▶ Exercise brief: Find the word "values" in the records below. List each line containing it.

▶ The input:
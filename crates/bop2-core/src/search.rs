//! Exhaustive grid search over two-stage designs.
//!
//! Grid points are enumerated row-major (lambda outermost, n2 innermost),
//! keeping only `n1 <= n2`. Each point gets its enumeration index. The
//! selected design is the feasible candidate minimizing
//! `(expected_sample_size, grid_index)`, so ties go to the earliest point
//! and the answer does not depend on evaluation order.

use std::time::Instant;

use bop2_config::{GridConfig, SearchConfig};
use serde::Serialize;

use crate::design::{Constraints, Design, DesignError, Hypotheses, PriorParameters};
use crate::error::Result;
use crate::evaluate::{DesignEvaluator, EvaluationResult};
use crate::logging::{event_names, LogContext, Phase};

/// Discretized values of each design parameter.
#[derive(Debug, Clone, PartialEq, Serialize)]
pub struct SearchGrid {
    pub lambda: Vec<f64>,
    pub gamma: Vec<f64>,
    pub n1: Vec<u32>,
    pub n2: Vec<u32>,
}

/// One enumerated `(lambda, gamma, n1, n2)` combination.
#[derive(Debug, Clone, Copy, PartialEq, Serialize)]
pub struct GridPoint {
    pub index: usize,
    pub lambda: f64,
    pub gamma: f64,
    pub n1: u32,
    pub n2: u32,
}

impl GridPoint {
    pub fn design(&self) -> std::result::Result<Design, DesignError> {
        Design::new(self.lambda, self.gamma, self.n1, self.n2)
    }
}

impl SearchGrid {
    pub fn new(lambda: Vec<f64>, gamma: Vec<f64>, n1: Vec<u32>, n2: Vec<u32>) -> Self {
        Self {
            lambda,
            gamma,
            n1,
            n2,
        }
    }

    pub fn from_config(config: &GridConfig) -> Self {
        Self::new(
            config.lambda.values(),
            config.gamma.values(),
            config.n1.values(),
            config.n2.values(),
        )
    }

    /// Grid points with `n1 <= n2` in enumeration order.
    pub fn points(&self) -> impl Iterator<Item = GridPoint> + '_ {
        self.lambda
            .iter()
            .flat_map(move |&lambda| {
                self.gamma.iter().flat_map(move |&gamma| {
                    self.n1.iter().flat_map(move |&n1| {
                        self.n2
                            .iter()
                            .filter(move |&&n2| n1 <= n2)
                            .map(move |&n2| (lambda, gamma, n1, n2))
                    })
                })
            })
            .enumerate()
            .map(|(index, (lambda, gamma, n1, n2))| GridPoint {
                index,
                lambda,
                gamma,
                n1,
                n2,
            })
    }

    /// Number of enumerated points.
    pub fn len(&self) -> usize {
        let pairs: usize = self
            .n1
            .iter()
            .map(|n1| self.n2.iter().filter(|n2| n1 <= *n2).count())
            .sum();
        self.lambda.len() * self.gamma.len() * pairs
    }

    pub fn is_empty(&self) -> bool {
        self.len() == 0
    }

    /// Largest total sample size on the grid.
    pub fn max_n(&self) -> u32 {
        self.n2.iter().copied().max().unwrap_or(0)
    }
}

impl Default for SearchGrid {
    fn default() -> Self {
        Self::from_config(&GridConfig::default())
    }
}

/// A grid point that produced a valid design, with its evaluation.
#[derive(Debug, Clone, Copy, PartialEq, Serialize)]
pub struct CandidateEvaluation {
    pub grid_index: usize,
    pub design: Design,
    pub evaluation: EvaluationResult,
    /// Whether the error-rate constraints hold.
    pub feasible: bool,
}

/// Counts accumulated over one search.
#[derive(Debug, Clone, Copy, Default, PartialEq, Eq, Serialize)]
pub struct SearchStats {
    /// Grid points enumerated.
    pub candidates: usize,
    /// Points whose design failed validation.
    pub rejected: usize,
    /// Points meeting both error-rate constraints.
    pub feasible: usize,
}

/// Outcome of a grid search.
#[derive(Debug, Clone, PartialEq, Serialize)]
#[serde(tag = "status", rename_all = "snake_case")]
pub enum SearchResult {
    Feasible {
        design: Design,
        evaluation: EvaluationResult,
        grid_index: usize,
        stats: SearchStats,
    },
    /// No grid point satisfies the constraints.
    Infeasible { stats: SearchStats },
}

impl SearchResult {
    pub fn is_feasible(&self) -> bool {
        matches!(self, SearchResult::Feasible { .. })
    }

    pub fn design(&self) -> Option<&Design> {
        match self {
            SearchResult::Feasible { design, .. } => Some(design),
            SearchResult::Infeasible { .. } => None,
        }
    }

    pub fn evaluation(&self) -> Option<&EvaluationResult> {
        match self {
            SearchResult::Feasible { evaluation, .. } => Some(evaluation),
            SearchResult::Infeasible { .. } => None,
        }
    }

    pub fn grid_index(&self) -> Option<usize> {
        match self {
            SearchResult::Feasible { grid_index, .. } => Some(*grid_index),
            SearchResult::Infeasible { .. } => None,
        }
    }

    pub fn stats(&self) -> &SearchStats {
        match self {
            SearchResult::Feasible { stats, .. } | SearchResult::Infeasible { stats } => stats,
        }
    }
}

/// Whether `challenger` beats `incumbent` under `(ess, grid_index)` ordering.
fn is_better(challenger: &CandidateEvaluation, incumbent: &CandidateEvaluation) -> bool {
    challenger
        .evaluation
        .expected_sample_size
        .total_cmp(&incumbent.evaluation.expected_sample_size)
        .then(challenger.grid_index.cmp(&incumbent.grid_index))
        .is_lt()
}

fn select(
    a: Option<CandidateEvaluation>,
    b: Option<CandidateEvaluation>,
) -> Option<CandidateEvaluation> {
    match (a, b) {
        (Some(a), Some(b)) => Some(if is_better(&b, &a) { b } else { a }),
        (a, b) => a.or(b),
    }
}

/// Partial reduction over a subset of the grid.
#[derive(Debug, Default)]
struct Tally {
    best: Option<CandidateEvaluation>,
    stats: SearchStats,
}

impl Tally {
    /// Fold in one point; `None` marks a rejected point.
    fn observe(mut self, outcome: Option<CandidateEvaluation>) -> Self {
        self.stats.candidates += 1;
        match outcome {
            None => self.stats.rejected += 1,
            Some(candidate) if candidate.feasible => {
                self.stats.feasible += 1;
                self.best = select(self.best, Some(candidate));
            }
            Some(_) => {}
        }
        self
    }

    #[cfg_attr(not(feature = "parallel"), allow(dead_code))]
    fn merge(self, other: Tally) -> Tally {
        Tally {
            best: select(self.best, other.best),
            stats: SearchStats {
                candidates: self.stats.candidates + other.stats.candidates,
                rejected: self.stats.rejected + other.stats.rejected,
                feasible: self.stats.feasible + other.stats.feasible,
            },
        }
    }

    fn into_result(self) -> SearchResult {
        match self.best {
            Some(best) => SearchResult::Feasible {
                design: best.design,
                evaluation: best.evaluation,
                grid_index: best.grid_index,
                stats: self.stats,
            },
            None => SearchResult::Infeasible { stats: self.stats },
        }
    }
}

/// Exhaustive search for the feasible design with the smallest expected
/// sample size.
#[derive(Debug, Clone)]
pub struct GridSearchOptimizer {
    prior: PriorParameters,
    grid: SearchGrid,
    hypotheses: Hypotheses,
    constraints: Constraints,
    parallel: bool,
}

impl GridSearchOptimizer {
    pub fn new(
        prior: PriorParameters,
        grid: SearchGrid,
        hypotheses: Hypotheses,
        constraints: Constraints,
    ) -> Self {
        Self {
            prior,
            grid,
            hypotheses,
            constraints,
            parallel: false,
        }
    }

    /// Build from a search configuration, validating it first.
    pub fn from_config(config: &SearchConfig) -> Result<Self> {
        bop2_config::validate_search_config(config)?;
        Ok(Self::new(
            PriorParameters::try_from(&config.prior)?,
            SearchGrid::from_config(&config.grid),
            Hypotheses::try_from(&config.hypotheses)?,
            Constraints::try_from(&config.constraints)?,
        )
        .with_parallel(config.parallel))
    }

    /// Evaluate candidates on the rayon pool. Without the `parallel`
    /// feature this falls back to sequential evaluation.
    pub fn with_parallel(mut self, parallel: bool) -> Self {
        self.parallel = parallel;
        self
    }

    pub fn prior(&self) -> &PriorParameters {
        &self.prior
    }

    pub fn grid(&self) -> &SearchGrid {
        &self.grid
    }

    pub fn hypotheses(&self) -> &Hypotheses {
        &self.hypotheses
    }

    pub fn constraints(&self) -> &Constraints {
        &self.constraints
    }

    /// Evaluator with tables covering every `n2` on the grid.
    pub fn evaluator(&self) -> DesignEvaluator {
        DesignEvaluator::new(self.prior, self.hypotheses, self.grid.max_n())
    }

    /// Run the search under a fresh run id.
    pub fn search(&self) -> SearchResult {
        self.search_with_context(&LogContext::generate())
    }

    pub fn search_with_context(&self, ctx: &LogContext) -> SearchResult {
        let started = Instant::now();
        crate::log_event!(
            ctx,
            INFO,
            event_names::SEARCH_STARTED,
            Phase::Search,
            "Starting design grid search",
            candidates = self.grid.len(),
            max_n = self.grid.max_n(),
            parallel = self.parallel,
        );

        let evaluator = self.evaluator();
        crate::log_event!(
            ctx,
            DEBUG,
            event_names::EVALUATOR_READY,
            Phase::Evaluate,
            "Evaluator tables built",
            max_n = evaluator.max_n(),
        );

        let tally = if self.parallel {
            self.tally_parallel(ctx, &evaluator)
        } else {
            self.tally_sequential(ctx, &evaluator)
        };
        let result = tally.into_result();
        let elapsed_ms = started.elapsed().as_millis() as u64;
        let stats = *result.stats();

        match &result {
            SearchResult::Feasible {
                design,
                evaluation,
                grid_index,
                ..
            } => crate::log_event!(
                ctx,
                INFO,
                event_names::SEARCH_COMPLETED,
                Phase::Search,
                "Selected design",
                lambda = design.lambda(),
                gamma = design.gamma(),
                n1 = design.n1(),
                n2 = design.n2(),
                grid_index = *grid_index,
                ess = evaluation.expected_sample_size,
                type_i = evaluation.type_i_error,
                type_ii = evaluation.type_ii_error,
                candidates = stats.candidates,
                rejected = stats.rejected,
                feasible = stats.feasible,
                elapsed_ms = elapsed_ms,
            ),
            SearchResult::Infeasible { .. } => crate::log_event!(
                ctx,
                INFO,
                event_names::SEARCH_INFEASIBLE,
                Phase::Search,
                "No design satisfies the error-rate constraints",
                alpha_max = self.constraints.alpha_max(),
                beta_max = self.constraints.beta_max(),
                candidates = stats.candidates,
                rejected = stats.rejected,
                elapsed_ms = elapsed_ms,
            ),
        }

        result
    }

    /// Every valid grid point with its evaluation, in enumeration order.
    pub fn evaluate_grid(&self) -> Vec<CandidateEvaluation> {
        let ctx = LogContext::generate();
        let evaluator = self.evaluator();
        if self.parallel {
            self.evaluate_grid_parallel(&ctx, &evaluator)
        } else {
            self.evaluate_grid_sequential(&ctx, &evaluator)
        }
    }

    fn evaluate_grid_sequential(
        &self,
        ctx: &LogContext,
        evaluator: &DesignEvaluator,
    ) -> Vec<CandidateEvaluation> {
        self.grid
            .points()
            .filter_map(|point| self.evaluate_point(ctx, evaluator, &point))
            .collect()
    }

    #[cfg(feature = "parallel")]
    fn evaluate_grid_parallel(
        &self,
        ctx: &LogContext,
        evaluator: &DesignEvaluator,
    ) -> Vec<CandidateEvaluation> {
        use rayon::prelude::*;

        let points: Vec<GridPoint> = self.grid.points().collect();
        points
            .par_iter()
            .filter_map(|point| self.evaluate_point(ctx, evaluator, point))
            .collect()
    }

    #[cfg(not(feature = "parallel"))]
    fn evaluate_grid_parallel(
        &self,
        ctx: &LogContext,
        evaluator: &DesignEvaluator,
    ) -> Vec<CandidateEvaluation> {
        self.evaluate_grid_sequential(ctx, evaluator)
    }

    fn evaluate_point(
        &self,
        ctx: &LogContext,
        evaluator: &DesignEvaluator,
        point: &GridPoint,
    ) -> Option<CandidateEvaluation> {
        let evaluated = point
            .design()
            .and_then(|design| Ok((design, evaluator.evaluate(&design)?)));

        match evaluated {
            Ok((design, evaluation)) => Some(CandidateEvaluation {
                grid_index: point.index,
                design,
                evaluation,
                feasible: self.constraints.is_satisfied_by(&evaluation),
            }),
            Err(err) => {
                crate::log_event!(
                    ctx,
                    WARN,
                    event_names::SEARCH_CANDIDATE_REJECTED,
                    Phase::Search,
                    "Skipping invalid grid point",
                    grid_index = point.index,
                    field = err.field(),
                    reason = tracing::field::display(&err),
                );
                None
            }
        }
    }

    fn tally_sequential(&self, ctx: &LogContext, evaluator: &DesignEvaluator) -> Tally {
        self.grid.points().fold(Tally::default(), |tally, point| {
            let outcome = self.evaluate_point(ctx, evaluator, &point);
            if let Some(candidate) = outcome.as_ref().filter(|c| c.feasible) {
                if tally.best.as_ref().map_or(true, |best| is_better(candidate, best)) {
                    crate::log_event!(
                        ctx,
                        DEBUG,
                        event_names::SEARCH_BEST_IMPROVED,
                        Phase::Search,
                        "New best design",
                        grid_index = candidate.grid_index,
                        ess = candidate.evaluation.expected_sample_size,
                    );
                }
            }
            tally.observe(outcome)
        })
    }

    #[cfg(feature = "parallel")]
    fn tally_parallel(&self, ctx: &LogContext, evaluator: &DesignEvaluator) -> Tally {
        use rayon::prelude::*;

        let points: Vec<GridPoint> = self.grid.points().collect();
        points
            .par_iter()
            .map(|point| Tally::default().observe(self.evaluate_point(ctx, evaluator, point)))
            .reduce(Tally::default, Tally::merge)
    }

    #[cfg(not(feature = "parallel"))]
    fn tally_parallel(&self, ctx: &LogContext, evaluator: &DesignEvaluator) -> Tally {
        tracing::debug!(run_id = %ctx.run_id, "parallel feature not built; evaluating sequentially");
        self.tally_sequential(ctx, evaluator)
    }
}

▶ Response area:
/// Discretized values of each design parameter.
            config.lambda.values(),
            config.gamma.values(),
            config.n1.values(),
            config.n2.values(),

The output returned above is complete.